### [WHAT TO WORK ON]
From the listing below, return each line that includes "bool".

### [RECORDS SUPPLIED]
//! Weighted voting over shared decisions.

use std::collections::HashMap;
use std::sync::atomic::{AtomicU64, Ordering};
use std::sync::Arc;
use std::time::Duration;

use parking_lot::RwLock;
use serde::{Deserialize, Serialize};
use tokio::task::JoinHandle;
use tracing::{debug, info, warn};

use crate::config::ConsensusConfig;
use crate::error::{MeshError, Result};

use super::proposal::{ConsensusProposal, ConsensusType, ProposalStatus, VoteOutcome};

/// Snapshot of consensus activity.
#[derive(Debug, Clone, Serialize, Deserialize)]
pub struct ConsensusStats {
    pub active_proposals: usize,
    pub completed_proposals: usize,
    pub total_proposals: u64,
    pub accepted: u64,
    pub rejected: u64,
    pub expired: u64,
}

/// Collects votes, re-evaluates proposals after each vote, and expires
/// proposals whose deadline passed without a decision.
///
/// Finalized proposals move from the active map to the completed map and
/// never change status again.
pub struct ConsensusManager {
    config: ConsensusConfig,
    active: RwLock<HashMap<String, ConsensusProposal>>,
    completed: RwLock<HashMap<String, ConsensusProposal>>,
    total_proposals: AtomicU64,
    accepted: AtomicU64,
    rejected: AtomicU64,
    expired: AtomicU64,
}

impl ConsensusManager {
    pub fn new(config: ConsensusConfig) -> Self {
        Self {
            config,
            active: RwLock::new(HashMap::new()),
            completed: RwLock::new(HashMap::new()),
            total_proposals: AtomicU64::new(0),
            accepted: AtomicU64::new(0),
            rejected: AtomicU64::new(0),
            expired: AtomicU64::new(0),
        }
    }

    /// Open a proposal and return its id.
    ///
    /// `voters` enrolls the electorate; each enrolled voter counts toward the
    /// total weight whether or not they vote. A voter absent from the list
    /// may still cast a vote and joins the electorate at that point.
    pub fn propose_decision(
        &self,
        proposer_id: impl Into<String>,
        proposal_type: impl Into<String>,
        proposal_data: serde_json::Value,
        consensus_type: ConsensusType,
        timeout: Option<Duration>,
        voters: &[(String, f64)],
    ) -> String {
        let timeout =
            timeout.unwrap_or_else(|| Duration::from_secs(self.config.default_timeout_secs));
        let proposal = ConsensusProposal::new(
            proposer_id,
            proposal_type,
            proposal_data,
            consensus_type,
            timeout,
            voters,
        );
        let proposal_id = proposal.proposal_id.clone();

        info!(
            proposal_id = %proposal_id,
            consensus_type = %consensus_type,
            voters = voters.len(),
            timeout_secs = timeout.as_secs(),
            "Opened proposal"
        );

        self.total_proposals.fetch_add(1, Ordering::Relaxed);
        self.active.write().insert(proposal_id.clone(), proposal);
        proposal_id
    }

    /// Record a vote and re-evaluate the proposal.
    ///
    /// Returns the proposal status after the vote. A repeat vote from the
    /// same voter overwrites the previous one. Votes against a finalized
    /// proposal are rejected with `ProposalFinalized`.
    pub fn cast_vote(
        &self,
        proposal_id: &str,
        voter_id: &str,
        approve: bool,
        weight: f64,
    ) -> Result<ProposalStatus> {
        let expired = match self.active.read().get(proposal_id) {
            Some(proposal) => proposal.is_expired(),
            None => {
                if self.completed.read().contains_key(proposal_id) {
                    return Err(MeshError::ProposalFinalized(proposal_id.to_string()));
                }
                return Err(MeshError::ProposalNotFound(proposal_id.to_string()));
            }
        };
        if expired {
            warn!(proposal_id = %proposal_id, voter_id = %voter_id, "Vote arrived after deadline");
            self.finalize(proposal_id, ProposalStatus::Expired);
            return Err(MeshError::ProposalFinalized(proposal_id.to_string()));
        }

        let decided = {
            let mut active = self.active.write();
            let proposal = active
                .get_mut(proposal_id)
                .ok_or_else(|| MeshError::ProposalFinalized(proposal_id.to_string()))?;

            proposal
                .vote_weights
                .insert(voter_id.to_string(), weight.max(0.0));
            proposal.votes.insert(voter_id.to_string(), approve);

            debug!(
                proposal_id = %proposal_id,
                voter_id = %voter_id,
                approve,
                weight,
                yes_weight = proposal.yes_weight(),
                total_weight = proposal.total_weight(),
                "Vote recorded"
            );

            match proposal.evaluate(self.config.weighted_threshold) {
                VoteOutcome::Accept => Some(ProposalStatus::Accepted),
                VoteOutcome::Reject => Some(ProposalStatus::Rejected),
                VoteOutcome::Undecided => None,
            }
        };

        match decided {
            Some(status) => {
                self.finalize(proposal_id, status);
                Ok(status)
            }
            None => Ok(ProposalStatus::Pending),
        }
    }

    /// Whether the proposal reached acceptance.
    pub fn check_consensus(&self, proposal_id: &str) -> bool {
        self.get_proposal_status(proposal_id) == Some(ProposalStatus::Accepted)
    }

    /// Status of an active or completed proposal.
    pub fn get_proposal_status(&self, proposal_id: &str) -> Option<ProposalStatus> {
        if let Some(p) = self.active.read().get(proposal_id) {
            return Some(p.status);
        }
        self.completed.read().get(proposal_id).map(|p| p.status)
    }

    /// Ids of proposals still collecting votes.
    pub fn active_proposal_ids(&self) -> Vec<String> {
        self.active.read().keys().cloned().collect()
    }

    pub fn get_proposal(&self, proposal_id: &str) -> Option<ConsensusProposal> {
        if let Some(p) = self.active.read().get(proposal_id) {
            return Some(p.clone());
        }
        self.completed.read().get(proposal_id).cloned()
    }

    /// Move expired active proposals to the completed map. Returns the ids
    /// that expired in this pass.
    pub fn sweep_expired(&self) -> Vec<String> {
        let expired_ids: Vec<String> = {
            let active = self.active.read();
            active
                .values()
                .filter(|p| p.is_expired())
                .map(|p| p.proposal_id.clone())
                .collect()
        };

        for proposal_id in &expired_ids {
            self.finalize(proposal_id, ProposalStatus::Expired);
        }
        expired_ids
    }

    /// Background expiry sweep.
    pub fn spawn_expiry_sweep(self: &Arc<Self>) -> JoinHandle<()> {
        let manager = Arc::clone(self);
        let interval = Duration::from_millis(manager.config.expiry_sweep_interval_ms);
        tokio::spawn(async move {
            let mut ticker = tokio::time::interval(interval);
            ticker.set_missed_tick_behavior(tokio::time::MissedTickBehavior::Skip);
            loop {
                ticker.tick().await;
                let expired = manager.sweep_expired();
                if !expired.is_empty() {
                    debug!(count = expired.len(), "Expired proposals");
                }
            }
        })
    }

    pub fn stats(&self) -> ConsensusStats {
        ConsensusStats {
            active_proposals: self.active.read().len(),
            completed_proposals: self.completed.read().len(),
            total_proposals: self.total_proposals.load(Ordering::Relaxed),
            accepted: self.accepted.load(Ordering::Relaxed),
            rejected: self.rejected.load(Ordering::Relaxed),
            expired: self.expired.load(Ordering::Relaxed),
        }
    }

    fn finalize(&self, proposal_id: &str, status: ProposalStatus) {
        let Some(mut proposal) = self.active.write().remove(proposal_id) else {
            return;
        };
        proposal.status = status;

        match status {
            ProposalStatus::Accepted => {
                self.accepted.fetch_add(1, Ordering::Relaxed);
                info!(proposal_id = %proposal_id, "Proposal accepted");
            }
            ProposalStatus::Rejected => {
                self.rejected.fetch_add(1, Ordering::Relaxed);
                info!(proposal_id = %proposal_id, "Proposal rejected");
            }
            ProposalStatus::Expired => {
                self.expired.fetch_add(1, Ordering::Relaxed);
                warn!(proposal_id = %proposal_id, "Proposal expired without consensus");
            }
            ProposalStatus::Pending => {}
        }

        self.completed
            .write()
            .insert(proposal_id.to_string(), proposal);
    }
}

### [RESPONSE TO THE TASK]
        approve: bool,
    pub fn check_consensus(&self, proposal_id: &str) -> bool {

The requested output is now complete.